The whole shebang is made worth watching largely because Friedkin knows a thing or two about casting. Only Emile Hirsch fails as the debt-ridden Chris, instigator of the action (he owes money, his detested mother has an insurance policy, he has the name of a killer they can hire), unable to summon the glimpse or two of humanity necessary to win us to his side. All the other characters are as flawed and all but one (his semi-innocent and damaged sister, played without a hitch by Juno Temple) are as nasty, and yet the actors (Gina Carano as the slutty and self-serving stepmother, Thomas Haden Church as the thick-headed and self-serving father, Matthew McConaughey as the killer) show us three dimensions and so we accept them, awful as they are. Marc Macaulay, in his single scene as the small-town godfather Digger Soames, is utterly delightful.

It's easy to divide the bulk of film actors into two camps: actors and Movie Stars. Some (Duke, Marilyn, Elizabeth Taylor) are undeniably great movie stars without coming close to being great actors. An actor shifts masks and personas, whereas the emblematic attributes of the Movie Star are a conspicuous, unchanging presence combined with a constant and powerhouse charisma. (Also, the camera never stops loving a true Movie Star, no matter how altered by age or maquillage.) Some more tricksterly types shift back and forth across the line (Clift or Dean, maybe, or DeNiro, who used to be able to go from Nitrogylcerine Charisma to none at all from one role to the next).

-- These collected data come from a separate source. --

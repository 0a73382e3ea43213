//! Gemini backend
//!
//! Sends the prompt context to the Gemini generateContent API, requesting a
//! single JSON candidate with deterministic-leaning sampling. Transient
//! overload (5xx, 429, transport failures) is retried with linear backoff;
//! everything else fails the call immediately.

use std::time::Duration;

use async_trait::async_trait;
use reqwest::{Client, StatusCode};
use serde::{Deserialize, Serialize};

use avatar_agent_core::{LanguageModel, ModelError, PromptContext};

/// Gemini backend configuration
#[derive(Debug, Clone)]
pub struct GeminiConfig {
    /// Model name
    pub model: String,
    /// API endpoint
    pub endpoint: String,
    /// API key
    pub api_key: String,
    /// Temperature
    pub temperature: f32,
    /// Top-p sampling
    pub top_p: f32,
    /// Top-k sampling
    pub top_k: u32,
    /// Request timeout
    pub timeout: Duration,
    /// Maximum attempts for one generate call
    pub max_retries: u32,
    /// Backoff base; the wait before attempt n+1 is n * base
    pub backoff_base: Duration,
}

impl Default for GeminiConfig {
    fn default() -> Self {
        Self {
            model: "gemini-1.5-pro".to_string(),
            endpoint: "https://generativelanguage.googleapis.com".to_string(),
            api_key: String::new(),
            temperature: 0.6,
            top_p: 0.95,
            top_k: 40,
            timeout: Duration::from_secs(30),
            max_retries: 3,
            backoff_base: Duration::from_secs(1),
        }
    }
}

impl GeminiConfig {
    /// Backoff after the n-th failed attempt (1-based). Linear, so
    /// consecutive waits strictly increase.
    fn backoff_for(&self, failed_attempts: u32) -> Duration {
        self.backoff_base * failed_attempts
    }
}

/// Gemini generateContent backend
#[derive(Clone)]
pub struct GeminiBackend {
    client: Client,
    config: GeminiConfig,
}

impl GeminiBackend {
    /// Create a new Gemini backend
    ///
    /// An absent API key is not a construction error: the orchestrator's
    /// precondition check keeps such a backend from ever being called, and
    /// `is_available` reports it as down.
    pub fn new(config: GeminiConfig) -> Result<Self, ModelError> {
        let client = Client::builder()
            .timeout(config.timeout)
            .build()
            .map_err(|e| {
                ModelError::NonRetryable(format!("failed to create HTTP client: {}", e))
            })?;

        Ok(Self { client, config })
    }

    fn api_url(&self) -> String {
        format!(
            "{}/v1beta/models/{}:generateContent?key={}",
            self.config.endpoint, self.config.model, self.config.api_key
        )
    }

    /// Execute a single request (used by the retry loop)
    async fn execute_request(
        &self,
        request: &GenerateContentRequest,
    ) -> Result<String, ModelError> {
        let response = self
            .client
            .post(self.api_url())
            .json(request)
            .send()
            .await
            .map_err(|e| ModelError::Transient(format!("request failed: {}", e)))?;

        let status = response.status();
        if !status.is_success() {
            let body = response.text().await.unwrap_or_default();
            let message = decode_error_message(&body).unwrap_or(body);
            // Overload signals are retryable, everything else is not
            if status.is_server_error() || status == StatusCode::TOO_MANY_REQUESTS {
                return Err(ModelError::Transient(format!("{}: {}", status, message)));
            }
            return Err(ModelError::NonRetryable(format!("{}: {}", status, message)));
        }

        let response: GenerateContentResponse = response
            .json()
            .await
            .map_err(|e| ModelError::NonRetryable(format!("undecodable response: {}", e)))?;

        response
            .first_text()
            .ok_or_else(|| ModelError::NonRetryable("empty completion".to_string()))
    }
}

#[async_trait]
impl LanguageModel for GeminiBackend {
    async fn generate(&self, context: &PromptContext) -> Result<String, ModelError> {
        let request = GenerateContentRequest::from_context(context, &self.config);

        let mut last = String::new();
        for attempt in 1..=self.config.max_retries {
            if attempt > 1 {
                let backoff = self.config.backoff_for(attempt - 1);
                tracing::warn!(
                    attempt,
                    max_attempts = self.config.max_retries,
                    backoff_ms = backoff.as_millis() as u64,
                    "model overloaded, backing off before retry"
                );
                tokio::time::sleep(backoff).await;
            }

            match self.execute_request(&request).await {
                Ok(text) => return Ok(text),
                Err(ModelError::Transient(msg)) => last = msg,
                Err(e) => return Err(e),
            }
        }

        Err(ModelError::RetriesExhausted {
            attempts: self.config.max_retries,
            last,
        })
    }

    async fn is_available(&self) -> bool {
        !self.config.api_key.is_empty()
    }

    fn model_name(&self) -> &str {
        &self.config.model
    }
}

// Gemini API types

#[derive(Debug, Serialize)]
#[serde(rename_all = "camelCase")]
struct GenerateContentRequest {
    contents: Vec<Content>,
    system_instruction: Content,
    generation_config: GenerationConfig,
}

impl GenerateContentRequest {
    fn from_context(context: &PromptContext, config: &GeminiConfig) -> Self {
        Self {
            contents: vec![Content::user(&context.user_utterance)],
            system_instruction: Content::system(&context.system_instruction),
            generation_config: GenerationConfig {
                temperature: config.temperature,
                top_p: config.top_p,
                top_k: config.top_k,
                candidate_count: 1,
                response_mime_type: "application/json".to_string(),
            },
        }
    }
}

#[derive(Debug, Serialize)]
struct Content {
    role: String,
    parts: Vec<Part>,
}

impl Content {
    fn user(text: &str) -> Self {
        Self {
            role: "user".to_string(),
            parts: vec![Part {
                text: text.to_string(),
            }],
        }
    }

    fn system(text: &str) -> Self {
        Self {
            role: "system".to_string(),
            parts: vec![Part {
                text: text.to_string(),
            }],
        }
    }
}

#[derive(Debug, Serialize, Deserialize)]
struct Part {
    text: String,
}

#[derive(Debug, Serialize)]
#[serde(rename_all = "camelCase")]
struct GenerationConfig {
    temperature: f32,
    top_p: f32,
    top_k: u32,
    candidate_count: u32,
    response_mime_type: String,
}

#[derive(Debug, Deserialize)]
struct GenerateContentResponse {
    #[serde(default)]
    candidates: Vec<Candidate>,
}

impl GenerateContentResponse {
    fn first_text(self) -> Option<String> {
        self.candidates
            .into_iter()
            .next()
            .and_then(|c| c.content)
            .and_then(|c| c.parts.into_iter().next())
            .map(|p| p.text)
            .filter(|t| !t.is_empty())
    }
}

#[derive(Debug, Deserialize)]
struct Candidate {
    content: Option<CandidateContent>,
}

#[derive(Debug, Deserialize)]
struct CandidateContent {
    #[serde(default)]
    parts: Vec<Part>,
}

#[derive(Debug, Deserialize)]
struct ErrorEnvelope {
    error: ErrorBody,
}

#[derive(Debug, Deserialize)]
struct ErrorBody {
    message: String,
}

fn decode_error_message(body: &str) -> Option<String> {
    serde_json::from_str::<ErrorEnvelope>(body)
        .ok()
        .map(|e| e.error.message)
}

#[cfg(test)]
mod tests {
    use super::*;
    use std::sync::atomic::{AtomicUsize, Ordering};
    use std::sync::Arc;

    const OVERLOADED_BODY: &str = r#"{"error":{"code":503,"message":"The model is overloaded."}}"#;
    const COMPLETION_BODY: &str =
        r#"{"candidates":[{"content":{"role":"model","parts":[{"text":"[]"}]}}]}"#;

    /// Vendor stub that fails `failures` times with the given status, then
    /// serves a valid completion. Returns the endpoint and a call counter.
    async fn spawn_vendor(status: StatusCode, failures: usize) -> (String, Arc<AtomicUsize>) {
        let calls = Arc::new(AtomicUsize::new(0));
        let counter = calls.clone();

        let app = axum::Router::new().fallback(move || {
            let counter = counter.clone();
            async move {
                let n = counter.fetch_add(1, Ordering::SeqCst);
                if n < failures {
                    (status, OVERLOADED_BODY.to_string())
                } else {
                    (StatusCode::OK, COMPLETION_BODY.to_string())
                }
            }
        });

        let listener = tokio::net::TcpListener::bind("127.0.0.1:0").await.unwrap();
        let addr = listener.local_addr().unwrap();
        tokio::spawn(async move {
            axum::serve(listener, app).await.unwrap();
        });

        (format!("http://{}", addr), calls)
    }

    fn test_config(endpoint: String) -> GeminiConfig {
        GeminiConfig {
            endpoint,
            api_key: "test-key".to_string(),
            backoff_base: Duration::from_millis(10),
            ..Default::default()
        }
    }

    #[test]
    fn test_backoff_strictly_increases() {
        let config = GeminiConfig::default();
        assert!(config.backoff_for(1) < config.backoff_for(2));
        assert!(config.backoff_for(2) < config.backoff_for(3));
        assert_eq!(config.backoff_for(2), Duration::from_secs(2));
    }

    #[tokio::test]
    async fn test_availability_requires_api_key() {
        let backend = GeminiBackend::new(GeminiConfig::default()).unwrap();
        assert!(!backend.is_available().await);

        let backend = GeminiBackend::new(test_config("http://localhost".to_string())).unwrap();
        assert!(backend.is_available().await);
    }

    #[test]
    fn test_request_serialization() {
        let ctx = PromptContext::new("be terse", "hello");
        let request = GenerateContentRequest::from_context(&ctx, &GeminiConfig::default());
        let json = serde_json::to_value(&request).unwrap();

        assert_eq!(json["systemInstruction"]["parts"][0]["text"], "be terse");
        assert_eq!(json["contents"][0]["role"], "user");
        assert_eq!(json["generationConfig"]["candidateCount"], 1);
        assert_eq!(json["generationConfig"]["responseMimeType"], "application/json");
        assert_eq!(json["generationConfig"]["topK"], 40);
    }

    #[test]
    fn test_response_parsing() {
        let response: GenerateContentResponse = serde_json::from_str(COMPLETION_BODY).unwrap();
        assert_eq!(response.first_text().unwrap(), "[]");

        let empty: GenerateContentResponse = serde_json::from_str(r#"{"candidates":[]}"#).unwrap();
        assert!(empty.first_text().is_none());
    }

    #[test]
    fn test_error_body_decoding() {
        assert_eq!(
            decode_error_message(OVERLOADED_BODY).unwrap(),
            "The model is overloaded."
        );
        assert!(decode_error_message("not json").is_none());
    }

    #[tokio::test]
    async fn test_recovers_after_transient_overload() {
        let (endpoint, calls) = spawn_vendor(StatusCode::SERVICE_UNAVAILABLE, 2).await;
        let backend = GeminiBackend::new(test_config(endpoint)).unwrap();

        let ctx = PromptContext::new("sys", "hi");
        let text = backend.generate(&ctx).await.unwrap();

        assert_eq!(text, "[]");
        assert_eq!(calls.load(Ordering::SeqCst), 3);
    }

    #[tokio::test]
    async fn test_exhausts_retries_on_persistent_overload() {
        let (endpoint, calls) = spawn_vendor(StatusCode::SERVICE_UNAVAILABLE, usize::MAX).await;
        let backend = GeminiBackend::new(test_config(endpoint)).unwrap();

        let ctx = PromptContext::new("sys", "hi");
        let err = backend.generate(&ctx).await.unwrap_err();

        assert!(matches!(
            err,
            ModelError::RetriesExhausted { attempts: 3, .. }
        ));
        assert_eq!(calls.load(Ordering::SeqCst), 3);
    }

    #[tokio::test]
    async fn test_client_error_fails_without_retry() {
        let (endpoint, calls) = spawn_vendor(StatusCode::FORBIDDEN, usize::MAX).await;
        let backend = GeminiBackend::new(test_config(endpoint)).unwrap();

        let ctx = PromptContext::new("sys", "hi");
        let err = backend.generate(&ctx).await.unwrap_err();

        assert!(matches!(err, ModelError::NonRetryable(_)));
        assert_eq!(calls.load(Ordering::SeqCst), 1);
    }
}
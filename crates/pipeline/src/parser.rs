//! Reply parser
//!
//! Decodes the model's raw completion into a bounded [`ReplySet`]. Strict on
//! the array shape and on text presence, lenient on the cosmetic tags.

use serde::Deserialize;

use avatar_agent_core::{
    Animation, Expression, ParseError, ReplySegment, ReplySet, MAX_REPLY_SEGMENTS,
};

/// Parser for the model's structured reply
#[derive(Debug, Clone)]
pub struct ReplyParser {
    max_segments: usize,
}

impl Default for ReplyParser {
    fn default() -> Self {
        Self {
            max_segments: MAX_REPLY_SEGMENTS,
        }
    }
}

impl ReplyParser {
    pub fn new() -> Self {
        Self::default()
    }

    /// Decode raw model text into an ordered reply set.
    ///
    /// The document must be a JSON array; each element needs a non-empty
    /// `text`. Extra elements beyond the segment cap are dropped rather than
    /// failing, which keeps downstream synthesis cost bounded when the model
    /// ignores its instructions.
    pub fn parse(&self, raw: &str) -> Result<ReplySet, ParseError> {
        let document: serde_json::Value =
            serde_json::from_str(raw).map_err(|e| ParseError::MalformedJson(e.to_string()))?;

        let items = document.as_array().ok_or(ParseError::NotAnArray)?;

        if items.len() > self.max_segments {
            tracing::warn!(
                returned = items.len(),
                kept = self.max_segments,
                "model exceeded segment cap, truncating"
            );
        }

        let mut segments = Vec::with_capacity(items.len().min(self.max_segments));
        for (index, item) in items.iter().take(self.max_segments).enumerate() {
            let raw: RawSegment = serde_json::from_value(item.clone())
                .map_err(|e| ParseError::MalformedJson(format!("segment {}: {}", index, e)))?;

            if raw.text.trim().is_empty() {
                return Err(ParseError::EmptyText(index));
            }

            segments.push(ReplySegment::new(
                raw.text,
                raw.facial_expression
                    .as_deref()
                    .map_or_else(Expression::default, Expression::from_tag),
                raw.animation
                    .as_deref()
                    .map_or_else(Animation::default, Animation::from_tag),
            ));
        }

        Ok(ReplySet::from_segments(segments))
    }
}

/// Wire shape of one model-emitted segment
#[derive(Debug, Deserialize)]
struct RawSegment {
    #[serde(default)]
    text: String,
    #[serde(default, rename = "facialExpression")]
    facial_expression: Option<String>,
    #[serde(default)]
    animation: Option<String>,
}
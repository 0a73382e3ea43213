//! Avatar reply types
//!
//! A reply is an ordered set of at most [`MAX_REPLY_SEGMENTS`] segments. Each
//! segment carries the spoken text, a facial expression tag, an animation tag,
//! and, once synthesis has run, the rendered audio bytes. Segment order is
//! playback order and is preserved end-to-end.

use serde::{Deserialize, Serialize};

/// Upper bound on segments in a single reply.
///
/// The system instruction asks the model to stay within this bound; the
/// parser additionally enforces it by truncation so synthesis cost stays
/// bounded even when the model ignores the instruction.
pub const MAX_REPLY_SEGMENTS: usize = 3;

/// Facial expression tag understood by the avatar frontend.
#[derive(Debug, Clone, Copy, PartialEq, Eq, Serialize, Deserialize, Default)]
#[serde(rename_all = "camelCase")]
pub enum Expression {
    #[default]
    Default,
    Smile,
    Sad,
    Angry,
    Surprised,
    FunnyFace,
    Crazy,
}

impl Expression {
    /// Decode a wire tag, falling back to `Default` for anything the
    /// frontend does not know. Cosmetic fields are lenient.
    pub fn from_tag(tag: &str) -> Self {
        match tag {
            "smile" => Expression::Smile,
            "sad" => Expression::Sad,
            "angry" => Expression::Angry,
            "surprised" => Expression::Surprised,
            "funnyFace" => Expression::FunnyFace,
            "crazy" => Expression::Crazy,
            _ => Expression::Default,
        }
    }

    pub fn as_tag(&self) -> &'static str {
        match self {
            Expression::Default => "default",
            Expression::Smile => "smile",
            Expression::Sad => "sad",
            Expression::Angry => "angry",
            Expression::Surprised => "surprised",
            Expression::FunnyFace => "funnyFace",
            Expression::Crazy => "crazy",
        }
    }
}

/// Animation clip tag understood by the avatar frontend.
///
/// Tags match the clip names in the avatar's GLTF model, hence the
/// non-idiomatic casing on the wire.
#[derive(Debug, Clone, Copy, PartialEq, Eq, Serialize, Deserialize, Default)]
pub enum Animation {
    #[default]
    #[serde(rename = "Idle")]
    Idle,
    #[serde(rename = "Talking_0")]
    Talking0,
    #[serde(rename = "Talking_1")]
    Talking1,
    #[serde(rename = "Talking_2")]
    Talking2,
    #[serde(rename = "Crying")]
    Crying,
    #[serde(rename = "Laughing")]
    Laughing,
    #[serde(rename = "Rumba")]
    Rumba,
    #[serde(rename = "Terrified")]
    Terrified,
    #[serde(rename = "Angry")]
    Angry,
}

impl Animation {
    /// Decode a wire tag, falling back to `Idle` for unknown clips.
    pub fn from_tag(tag: &str) -> Self {
        match tag {
            "Talking_0" => Animation::Talking0,
            "Talking_1" => Animation::Talking1,
            "Talking_2" => Animation::Talking2,
            "Crying" => Animation::Crying,
            "Laughing" => Animation::Laughing,
            "Rumba" => Animation::Rumba,
            "Terrified" => Animation::Terrified,
            "Angry" => Animation::Angry,
            _ => Animation::Idle,
        }
    }

    pub fn as_tag(&self) -> &'static str {
        match self {
            Animation::Idle => "Idle",
            Animation::Talking0 => "Talking_0",
            Animation::Talking1 => "Talking_1",
            Animation::Talking2 => "Talking_2",
            Animation::Crying => "Crying",
            Animation::Laughing => "Laughing",
            Animation::Rumba => "Rumba",
            Animation::Terrified => "Terrified",
            Animation::Angry => "Angry",
        }
    }
}

/// One unit of the avatar's reply.
///
/// Produced by the parser without audio; the synthesis stage attaches the
/// audio bytes in place. Owned exclusively by the in-flight request.
#[derive(Debug, Clone, PartialEq)]
pub struct ReplySegment {
    /// Spoken text, non-empty.
    pub text: String,
    /// Facial expression the avatar holds while speaking.
    pub expression: Expression,
    /// Animation clip played alongside.
    pub animation: Animation,
    /// Synthesized audio, absent until the synthesis stage has run.
    pub audio: Option<Vec<u8>>,
}

impl ReplySegment {
    pub fn new(text: impl Into<String>, expression: Expression, animation: Animation) -> Self {
        Self {
            text: text.into(),
            expression,
            animation,
            audio: None,
        }
    }

    /// Whether non-empty audio is attached.
    pub fn has_audio(&self) -> bool {
        self.audio.as_deref().is_some_and(|a| !a.is_empty())
    }
}

/// Ordered sequence of reply segments, bounded to [`MAX_REPLY_SEGMENTS`].
#[derive(Debug, Clone, PartialEq, Default)]
pub struct ReplySet {
    segments: Vec<ReplySegment>,
}

impl ReplySet {
    /// Build a reply set, truncating to the segment cap.
    pub fn from_segments(mut segments: Vec<ReplySegment>) -> Self {
        segments.truncate(MAX_REPLY_SEGMENTS);
        Self { segments }
    }

    /// Single-segment reply (canned greetings, fallback).
    pub fn single(segment: ReplySegment) -> Self {
        Self {
            segments: vec![segment],
        }
    }

    pub fn len(&self) -> usize {
        self.segments.len()
    }

    pub fn is_empty(&self) -> bool {
        self.segments.is_empty()
    }

    pub fn segments(&self) -> &[ReplySegment] {
        &self.segments
    }

    pub fn iter(&self) -> std::slice::Iter<'_, ReplySegment> {
        self.segments.iter()
    }

    pub fn iter_mut(&mut self) -> std::slice::IterMut<'_, ReplySegment> {
        self.segments.iter_mut()
    }

    pub fn into_segments(self) -> Vec<ReplySegment> {
        self.segments
    }

    /// Whether every segment carries non-empty audio.
    pub fn fully_voiced(&self) -> bool {
        self.segments.iter().all(ReplySegment::has_audio)
    }
}

#[cfg(test)]
mod tests {
    use super::*;

    #[test]
    fn test_expression_tags_round_trip() {
        for expr in [
            Expression::Default,
            Expression::Smile,
            Expression::Sad,
            Expression::Angry,
            Expression::Surprised,
            Expression::FunnyFace,
            Expression::Crazy,
        ] {
            assert_eq!(Expression::from_tag(expr.as_tag()), expr);
        }
    }

    #[test]
    fn test_unknown_tags_fall_back() {
        assert_eq!(Expression::from_tag("wink"), Expression::Default);
        assert_eq!(Animation::from_tag("Backflip"), Animation::Idle);
    }

    #[test]
    fn test_serde_tags_match_frontend() {
        let json = serde_json::to_string(&Expression::FunnyFace).unwrap();
        assert_eq!(json, "\"funnyFace\"");
        let json = serde_json::to_string(&Animation::Talking1).unwrap();
        assert_eq!(json, "\"Talking_1\"");

        let anim: Animation = serde_json::from_str("\"Crying\"").unwrap();
        assert_eq!(anim, Animation::Crying);
    }

    #[test]
    fn test_reply_set_truncates_to_cap() {
        let segments = (0..5)
            .map(|i| ReplySegment::new(format!("part {}", i), Expression::Smile, Animation::Talking0))
            .collect();
        let set = ReplySet::from_segments(segments);
        assert_eq!(set.len(), MAX_REPLY_SEGMENTS);
        assert_eq!(set.segments()[0].text, "part 0");
        assert_eq!(set.segments()[2].text, "part 2");
    }

    #[test]
    fn test_fully_voiced() {
        let mut set = ReplySet::single(ReplySegment::new(
            "hello",
            Expression::Smile,
            Animation::Talking1,
        ));
        assert!(!set.fully_voiced());

        set.iter_mut().next().unwrap().audio = Some(vec![1, 2, 3]);
        assert!(set.fully_voiced());
    }
}
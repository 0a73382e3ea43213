//! Main settings module

use config::{Config, Environment, File};
use serde::{Deserialize, Serialize};

use crate::ConfigError;

/// Runtime environment
#[derive(Debug, Clone, Copy, PartialEq, Eq, Serialize, Deserialize, Default)]
#[serde(rename_all = "lowercase")]
pub enum RuntimeEnvironment {
    /// Development mode - permissive CORS, human-readable logs
    #[default]
    Development,
    /// Production mode - explicit CORS origins expected
    Production,
}

impl RuntimeEnvironment {
    pub fn is_production(&self) -> bool {
        matches!(self, Self::Production)
    }
}

/// Main application settings
///
/// Built once at process start and passed by reference into the backend
/// constructors; pipeline logic never reads configuration ambiently.
#[derive(Debug, Clone, Serialize, Deserialize, Default)]
pub struct Settings {
    #[serde(default)]
    pub environment: RuntimeEnvironment,

    /// HTTP server configuration
    #[serde(default)]
    pub server: ServerConfig,

    /// Language model vendor configuration
    #[serde(default)]
    pub model: ModelSettings,

    /// Speech synthesis vendor configuration
    #[serde(default)]
    pub speech: SpeechSettings,

    /// Response pipeline tuning
    #[serde(default)]
    pub pipeline: PipelineSettings,

    /// Observability configuration
    #[serde(default)]
    pub observability: ObservabilityConfig,
}

impl Settings {
    /// Whether both vendor credentials are configured.
    ///
    /// When this is false the pipeline short-circuits to the canned
    /// configuration-error reply without touching the network.
    pub fn credentials_present(&self) -> bool {
        self.model.has_api_key() && self.speech.has_api_key()
    }

    /// Validate settings
    pub fn validate(&self) -> Result<(), ConfigError> {
        if self.server.port == 0 {
            return Err(ConfigError::InvalidValue {
                field: "server.port".to_string(),
                message: "Port cannot be 0".to_string(),
            });
        }

        if self.model.max_retries == 0 {
            return Err(ConfigError::InvalidValue {
                field: "model.max_retries".to_string(),
                message: "At least one attempt is required".to_string(),
            });
        }

        if self.speech.voice_id.is_empty() {
            return Err(ConfigError::InvalidValue {
                field: "speech.voice_id".to_string(),
                message: "Voice id cannot be empty".to_string(),
            });
        }

        if self.pipeline.response_deadline_secs == 0 {
            return Err(ConfigError::InvalidValue {
                field: "pipeline.response_deadline_secs".to_string(),
                message: "Deadline must be at least 1 second".to_string(),
            });
        }

        if self.environment.is_production()
            && self.server.cors_enabled
            && self.server.cors_origins.is_empty()
        {
            tracing::warn!(
                "CORS is enabled in production but no origins are configured. \
                 This may block legitimate requests."
            );
        }

        Ok(())
    }
}

/// Server configuration
#[derive(Debug, Clone, Serialize, Deserialize)]
pub struct ServerConfig {
    /// HTTP server host
    #[serde(default = "default_host")]
    pub host: String,

    /// HTTP server port
    #[serde(default = "default_port")]
    pub port: u16,

    /// Enable CORS
    #[serde(default = "default_true")]
    pub cors_enabled: bool,

    /// CORS allowed origins
    #[serde(default)]
    pub cors_origins: Vec<String>,
}

fn default_host() -> String {
    "0.0.0.0".to_string()
}
fn default_port() -> u16 {
    3000
}
fn default_true() -> bool {
    true
}

impl Default for ServerConfig {
    fn default() -> Self {
        Self {
            host: default_host(),
            port: default_port(),
            cors_enabled: default_true(),
            cors_origins: Vec::new(),
        }
    }
}

/// Language model vendor settings
#[derive(Debug, Clone, Serialize, Deserialize)]
pub struct ModelSettings {
    /// API key; falls back to the GEMINI_API_KEY environment variable
    #[serde(default = "default_model_api_key")]
    pub api_key: Option<String>,

    /// Model name
    #[serde(default = "default_model_name")]
    pub model: String,

    /// API endpoint
    #[serde(default = "default_model_endpoint")]
    pub endpoint: String,

    /// Request timeout in seconds
    #[serde(default = "default_model_timeout")]
    pub timeout_seconds: u64,

    /// Maximum attempts for one generation call
    #[serde(default = "default_max_retries")]
    pub max_retries: u32,

    /// Backoff base in milliseconds; the wait before attempt n+1 is n * base
    #[serde(default = "default_backoff_ms")]
    pub backoff_ms: u64,
}

fn default_model_api_key() -> Option<String> {
    std::env::var("GEMINI_API_KEY").ok().filter(|k| !k.is_empty())
}
fn default_model_name() -> String {
    "gemini-1.5-pro".to_string()
}
fn default_model_endpoint() -> String {
    "https://generativelanguage.googleapis.com".to_string()
}
fn default_model_timeout() -> u64 {
    30
}
fn default_max_retries() -> u32 {
    3
}
fn default_backoff_ms() -> u64 {
    1000
}

impl Default for ModelSettings {
    fn default() -> Self {
        Self {
            api_key: default_model_api_key(),
            model: default_model_name(),
            endpoint: default_model_endpoint(),
            timeout_seconds: default_model_timeout(),
            max_retries: default_max_retries(),
            backoff_ms: default_backoff_ms(),
        }
    }
}

impl ModelSettings {
    pub fn has_api_key(&self) -> bool {
        self.api_key.as_deref().is_some_and(|k| !k.is_empty())
    }
}

/// Speech synthesis vendor settings
#[derive(Debug, Clone, Serialize, Deserialize)]
pub struct SpeechSettings {
    /// API key; falls back to the ELEVEN_LABS_API_KEY environment variable
    #[serde(default = "default_speech_api_key")]
    pub api_key: Option<String>,

    /// Fixed voice identity used for every segment
    #[serde(default = "default_voice_id")]
    pub voice_id: String,

    /// API endpoint
    #[serde(default = "default_speech_endpoint")]
    pub endpoint: String,

    /// Directory where audio artifacts are written
    #[serde(default = "default_audio_dir")]
    pub audio_dir: String,

    /// Request timeout in seconds
    #[serde(default = "default_speech_timeout")]
    pub timeout_seconds: u64,
}

fn default_speech_api_key() -> Option<String> {
    std::env::var("ELEVEN_LABS_API_KEY")
        .ok()
        .filter(|k| !k.is_empty())
}
fn default_voice_id() -> String {
    "21m00Tcm4TlvDq8ikWAM".to_string()
}
fn default_speech_endpoint() -> String {
    "https://api.elevenlabs.io".to_string()
}
fn default_audio_dir() -> String {
    "audios".to_string()
}
fn default_speech_timeout() -> u64 {
    30
}

impl Default for SpeechSettings {
    fn default() -> Self {
        Self {
            api_key: default_speech_api_key(),
            voice_id: default_voice_id(),
            endpoint: default_speech_endpoint(),
            audio_dir: default_audio_dir(),
            timeout_seconds: default_speech_timeout(),
        }
    }
}

impl SpeechSettings {
    pub fn has_api_key(&self) -> bool {
        self.api_key.as_deref().is_some_and(|k| !k.is_empty())
    }
}

/// Response pipeline tuning
#[derive(Debug, Clone, Serialize, Deserialize)]
pub struct PipelineSettings {
    /// Overall deadline for the generate/parse/synthesize path in seconds
    #[serde(default = "default_response_deadline")]
    pub response_deadline_secs: u64,
}

fn default_response_deadline() -> u64 {
    30
}

impl Default for PipelineSettings {
    fn default() -> Self {
        Self {
            response_deadline_secs: default_response_deadline(),
        }
    }
}

/// Observability configuration
#[derive(Debug, Clone, Serialize, Deserialize)]
pub struct ObservabilityConfig {
    /// Log level
    #[serde(default = "default_log_level")]
    pub log_level: String,

    /// Enable JSON logging
    #[serde(default)]
    pub log_json: bool,

    /// Enable Prometheus metrics
    #[serde(default = "default_true")]
    pub metrics_enabled: bool,
}

fn default_log_level() -> String {
    "info".to_string()
}

impl Default for ObservabilityConfig {
    fn default() -> Self {
        Self {
            log_level: default_log_level(),
            log_json: false,
            metrics_enabled: true,
        }
    }
}

/// Load settings from files and environment
///
/// Priority (highest to lowest):
/// 1. Environment variables (AVATAR_AGENT__ prefix)
/// 2. config/{env}.yaml (if env specified)
/// 3. config/default.yaml
pub fn load_settings(env: Option<&str>) -> Result<Settings, ConfigError> {
    let mut builder = Config::builder();

    builder = builder.add_source(File::with_name("config/default").required(false));

    if let Some(env_name) = env {
        builder =
            builder.add_source(File::with_name(&format!("config/{}", env_name)).required(false));
    }

    builder = builder.add_source(
        Environment::with_prefix("AVATAR_AGENT")
            .separator("__")
            .try_parsing(true),
    );

    let config = builder.build()?;
    let settings: Settings = config.try_deserialize()?;

    settings.validate()?;

    Ok(settings)
}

McConaughey is a Movie Star, no question, because his voice is unmistakable and his charisma cannot be disguised, but I've always said he's had undeserved short shrift as an actor. If you still need proof of the man's skill, watch Magic Mike, Bernie, and this one together, all three performances from the last few years. Or, in fact, go back and look at his first performances: in Lone Star, a Time to Kill, and Dazed and Confused. The ability is already there: he has the power to carry the dramatic lead, the aptitude to sidestep into an enigmatic smaller role, and the comic timing to deliver the drollities. It's all there from the beginning, and he's been honing his chops for years. As this eponymous mercenary, he's found the wisdom to avoid going for the obvious laugh lines, and that's necessary, because those broad, jokey ironies which play well to the loges would lose their zing in this context of intimacy.

In the Grand Guignol of the climactic scene, a long one of bullying, forced disclosures, and grotesque humiliation, even McConaughey's focus and dignity and the admirably unwavering skills of Carano and Haden Church cannot completely overcome the ugly silliness of the script. As with so many filmed plays, the word "contrived" keeps springing to mind. Still, just about everything besides the script works so well here, I wonder if either Letts can learn to write for the screen, or if Friedkin can find someone just as talented who can. That's one of my cinematic wishes for the new year.